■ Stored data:
********************

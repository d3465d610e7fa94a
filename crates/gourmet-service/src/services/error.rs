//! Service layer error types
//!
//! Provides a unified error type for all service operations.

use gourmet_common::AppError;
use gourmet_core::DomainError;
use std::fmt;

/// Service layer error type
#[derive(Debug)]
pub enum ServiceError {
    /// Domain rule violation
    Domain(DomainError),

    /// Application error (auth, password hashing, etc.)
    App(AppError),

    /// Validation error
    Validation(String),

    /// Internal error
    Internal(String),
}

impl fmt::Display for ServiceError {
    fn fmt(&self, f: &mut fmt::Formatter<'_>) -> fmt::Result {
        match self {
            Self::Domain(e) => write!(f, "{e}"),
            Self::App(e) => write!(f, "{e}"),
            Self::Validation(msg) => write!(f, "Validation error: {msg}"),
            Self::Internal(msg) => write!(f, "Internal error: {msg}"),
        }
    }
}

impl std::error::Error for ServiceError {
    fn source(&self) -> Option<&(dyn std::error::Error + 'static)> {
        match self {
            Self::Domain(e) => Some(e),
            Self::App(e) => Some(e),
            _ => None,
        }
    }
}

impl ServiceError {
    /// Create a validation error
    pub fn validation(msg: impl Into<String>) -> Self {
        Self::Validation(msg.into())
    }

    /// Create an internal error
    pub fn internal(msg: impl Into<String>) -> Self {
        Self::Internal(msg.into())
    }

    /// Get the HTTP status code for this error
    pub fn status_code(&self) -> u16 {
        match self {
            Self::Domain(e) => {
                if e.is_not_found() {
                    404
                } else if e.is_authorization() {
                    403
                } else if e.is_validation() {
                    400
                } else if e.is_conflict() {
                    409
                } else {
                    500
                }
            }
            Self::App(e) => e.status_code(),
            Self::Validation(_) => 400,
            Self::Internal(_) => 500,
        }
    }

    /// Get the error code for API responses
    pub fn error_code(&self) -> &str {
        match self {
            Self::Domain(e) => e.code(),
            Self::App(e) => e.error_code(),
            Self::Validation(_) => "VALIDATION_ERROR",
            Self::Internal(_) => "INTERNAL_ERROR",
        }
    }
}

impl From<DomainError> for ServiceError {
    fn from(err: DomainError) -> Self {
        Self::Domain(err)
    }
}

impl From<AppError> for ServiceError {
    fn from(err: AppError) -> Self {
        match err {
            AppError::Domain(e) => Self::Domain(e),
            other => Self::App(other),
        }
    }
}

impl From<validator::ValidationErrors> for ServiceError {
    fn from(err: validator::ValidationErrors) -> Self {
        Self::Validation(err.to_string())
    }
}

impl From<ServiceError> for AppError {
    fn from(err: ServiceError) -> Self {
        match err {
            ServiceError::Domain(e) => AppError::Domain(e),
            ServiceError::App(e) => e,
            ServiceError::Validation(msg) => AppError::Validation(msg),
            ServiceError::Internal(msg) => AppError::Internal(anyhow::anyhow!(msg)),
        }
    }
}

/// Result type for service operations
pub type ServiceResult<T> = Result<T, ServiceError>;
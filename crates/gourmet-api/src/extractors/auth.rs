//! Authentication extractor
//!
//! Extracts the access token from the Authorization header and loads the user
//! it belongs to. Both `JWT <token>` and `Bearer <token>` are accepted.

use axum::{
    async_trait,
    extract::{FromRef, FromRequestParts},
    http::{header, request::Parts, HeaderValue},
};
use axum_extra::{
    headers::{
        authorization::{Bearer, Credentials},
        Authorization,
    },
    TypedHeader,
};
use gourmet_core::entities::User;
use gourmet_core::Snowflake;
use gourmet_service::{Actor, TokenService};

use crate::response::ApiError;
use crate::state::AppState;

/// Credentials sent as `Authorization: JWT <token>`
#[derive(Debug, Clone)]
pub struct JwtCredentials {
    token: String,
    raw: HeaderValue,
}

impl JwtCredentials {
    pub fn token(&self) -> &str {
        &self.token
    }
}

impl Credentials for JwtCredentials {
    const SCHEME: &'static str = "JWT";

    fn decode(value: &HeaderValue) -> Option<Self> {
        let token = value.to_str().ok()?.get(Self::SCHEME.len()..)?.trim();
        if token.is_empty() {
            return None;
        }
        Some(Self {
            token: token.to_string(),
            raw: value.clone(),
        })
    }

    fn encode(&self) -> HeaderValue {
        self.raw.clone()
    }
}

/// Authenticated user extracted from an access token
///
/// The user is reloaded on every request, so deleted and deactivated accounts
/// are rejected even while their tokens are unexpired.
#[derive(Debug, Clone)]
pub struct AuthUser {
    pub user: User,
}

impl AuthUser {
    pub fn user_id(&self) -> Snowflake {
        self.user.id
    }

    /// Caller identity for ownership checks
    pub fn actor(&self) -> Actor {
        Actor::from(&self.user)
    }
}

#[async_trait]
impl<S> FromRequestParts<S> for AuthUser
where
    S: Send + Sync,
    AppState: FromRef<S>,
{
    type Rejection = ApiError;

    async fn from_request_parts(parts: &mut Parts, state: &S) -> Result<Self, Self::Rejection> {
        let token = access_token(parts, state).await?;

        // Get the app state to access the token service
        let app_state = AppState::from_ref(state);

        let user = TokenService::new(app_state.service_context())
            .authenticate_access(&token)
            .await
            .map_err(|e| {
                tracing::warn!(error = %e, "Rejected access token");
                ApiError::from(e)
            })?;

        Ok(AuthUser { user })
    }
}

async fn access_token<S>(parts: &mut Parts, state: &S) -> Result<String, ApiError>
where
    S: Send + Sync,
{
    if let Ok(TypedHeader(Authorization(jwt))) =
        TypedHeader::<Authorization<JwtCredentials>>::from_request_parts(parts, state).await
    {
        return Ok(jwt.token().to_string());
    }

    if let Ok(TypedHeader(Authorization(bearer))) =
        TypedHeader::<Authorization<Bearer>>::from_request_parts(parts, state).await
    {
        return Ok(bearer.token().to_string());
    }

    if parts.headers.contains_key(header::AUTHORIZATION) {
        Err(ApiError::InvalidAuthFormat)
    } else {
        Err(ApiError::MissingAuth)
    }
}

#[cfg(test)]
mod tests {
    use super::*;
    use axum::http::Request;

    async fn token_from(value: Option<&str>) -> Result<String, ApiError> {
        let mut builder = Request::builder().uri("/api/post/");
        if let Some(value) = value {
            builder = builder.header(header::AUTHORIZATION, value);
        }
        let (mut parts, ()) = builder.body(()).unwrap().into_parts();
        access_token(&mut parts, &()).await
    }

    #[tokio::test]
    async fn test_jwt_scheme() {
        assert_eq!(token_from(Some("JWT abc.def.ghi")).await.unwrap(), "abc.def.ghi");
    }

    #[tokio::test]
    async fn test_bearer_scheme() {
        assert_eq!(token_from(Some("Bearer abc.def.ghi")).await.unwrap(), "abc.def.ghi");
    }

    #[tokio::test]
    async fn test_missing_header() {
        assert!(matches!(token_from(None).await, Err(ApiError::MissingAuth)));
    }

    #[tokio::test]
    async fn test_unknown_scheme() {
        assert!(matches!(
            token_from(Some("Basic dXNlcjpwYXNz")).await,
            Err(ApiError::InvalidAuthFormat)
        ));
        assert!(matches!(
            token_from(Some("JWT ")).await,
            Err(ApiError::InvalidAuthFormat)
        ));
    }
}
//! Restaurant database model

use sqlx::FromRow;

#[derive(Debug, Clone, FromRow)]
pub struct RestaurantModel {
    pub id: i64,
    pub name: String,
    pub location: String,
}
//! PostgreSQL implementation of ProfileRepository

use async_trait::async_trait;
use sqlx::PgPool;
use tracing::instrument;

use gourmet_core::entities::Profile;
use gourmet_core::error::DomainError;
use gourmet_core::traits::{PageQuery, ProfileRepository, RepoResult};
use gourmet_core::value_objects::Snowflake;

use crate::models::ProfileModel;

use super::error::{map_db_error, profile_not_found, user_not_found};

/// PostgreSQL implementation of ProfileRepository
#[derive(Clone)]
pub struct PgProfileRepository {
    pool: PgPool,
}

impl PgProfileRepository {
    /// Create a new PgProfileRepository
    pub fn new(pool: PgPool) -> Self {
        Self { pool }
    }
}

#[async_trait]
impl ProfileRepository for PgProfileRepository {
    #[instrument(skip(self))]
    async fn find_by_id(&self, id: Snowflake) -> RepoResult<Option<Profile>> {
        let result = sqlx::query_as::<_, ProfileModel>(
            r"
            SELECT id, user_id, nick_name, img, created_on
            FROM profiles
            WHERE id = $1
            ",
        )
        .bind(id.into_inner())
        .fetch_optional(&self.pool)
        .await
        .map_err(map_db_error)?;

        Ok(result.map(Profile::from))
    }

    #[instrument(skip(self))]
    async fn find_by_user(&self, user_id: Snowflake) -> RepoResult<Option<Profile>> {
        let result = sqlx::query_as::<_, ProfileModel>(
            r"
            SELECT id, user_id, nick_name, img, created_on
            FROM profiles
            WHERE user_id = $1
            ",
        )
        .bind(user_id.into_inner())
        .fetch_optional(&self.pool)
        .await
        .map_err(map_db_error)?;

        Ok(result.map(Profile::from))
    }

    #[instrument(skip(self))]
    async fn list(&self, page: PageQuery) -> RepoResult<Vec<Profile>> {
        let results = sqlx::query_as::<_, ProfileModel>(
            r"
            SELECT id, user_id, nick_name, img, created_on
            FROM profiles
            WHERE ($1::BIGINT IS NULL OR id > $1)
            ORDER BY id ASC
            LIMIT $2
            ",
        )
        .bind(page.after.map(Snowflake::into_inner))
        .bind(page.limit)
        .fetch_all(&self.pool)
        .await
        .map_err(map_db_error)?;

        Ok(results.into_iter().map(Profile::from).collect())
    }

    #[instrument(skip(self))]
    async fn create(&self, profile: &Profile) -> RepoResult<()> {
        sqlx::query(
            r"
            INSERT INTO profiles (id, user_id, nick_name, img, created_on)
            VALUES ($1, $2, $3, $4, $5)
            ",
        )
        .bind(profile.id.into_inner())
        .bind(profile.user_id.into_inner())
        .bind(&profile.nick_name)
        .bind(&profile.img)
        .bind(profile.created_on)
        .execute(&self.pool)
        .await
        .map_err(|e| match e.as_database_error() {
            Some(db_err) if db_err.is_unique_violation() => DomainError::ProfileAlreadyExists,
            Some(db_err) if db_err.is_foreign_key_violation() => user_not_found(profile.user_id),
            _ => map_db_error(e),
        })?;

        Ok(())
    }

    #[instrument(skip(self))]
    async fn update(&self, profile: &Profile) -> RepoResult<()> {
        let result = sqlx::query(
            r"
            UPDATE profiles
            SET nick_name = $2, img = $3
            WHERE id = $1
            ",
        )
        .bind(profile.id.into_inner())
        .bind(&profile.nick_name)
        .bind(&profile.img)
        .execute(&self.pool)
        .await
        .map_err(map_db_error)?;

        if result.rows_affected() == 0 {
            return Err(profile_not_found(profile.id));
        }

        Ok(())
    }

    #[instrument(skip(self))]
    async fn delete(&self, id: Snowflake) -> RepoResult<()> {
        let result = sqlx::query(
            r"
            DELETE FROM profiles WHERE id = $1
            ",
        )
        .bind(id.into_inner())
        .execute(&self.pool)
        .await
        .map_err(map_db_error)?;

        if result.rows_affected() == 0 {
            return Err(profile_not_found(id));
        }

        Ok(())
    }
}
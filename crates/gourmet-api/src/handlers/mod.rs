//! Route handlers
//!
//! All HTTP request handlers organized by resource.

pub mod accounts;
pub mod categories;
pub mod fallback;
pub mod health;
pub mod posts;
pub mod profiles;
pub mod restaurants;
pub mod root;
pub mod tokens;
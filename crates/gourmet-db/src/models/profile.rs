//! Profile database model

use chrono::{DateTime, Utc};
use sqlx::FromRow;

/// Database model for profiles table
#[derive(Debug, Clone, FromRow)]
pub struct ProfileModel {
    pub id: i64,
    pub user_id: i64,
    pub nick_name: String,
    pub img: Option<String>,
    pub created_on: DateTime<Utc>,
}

********************

Scan the lines above for "validator", then copy every one that has it.

■ Result of the task:
impl From<validator::ValidationErrors> for ServiceError {
    fn from(err: validator::ValidationErrors) -> Self {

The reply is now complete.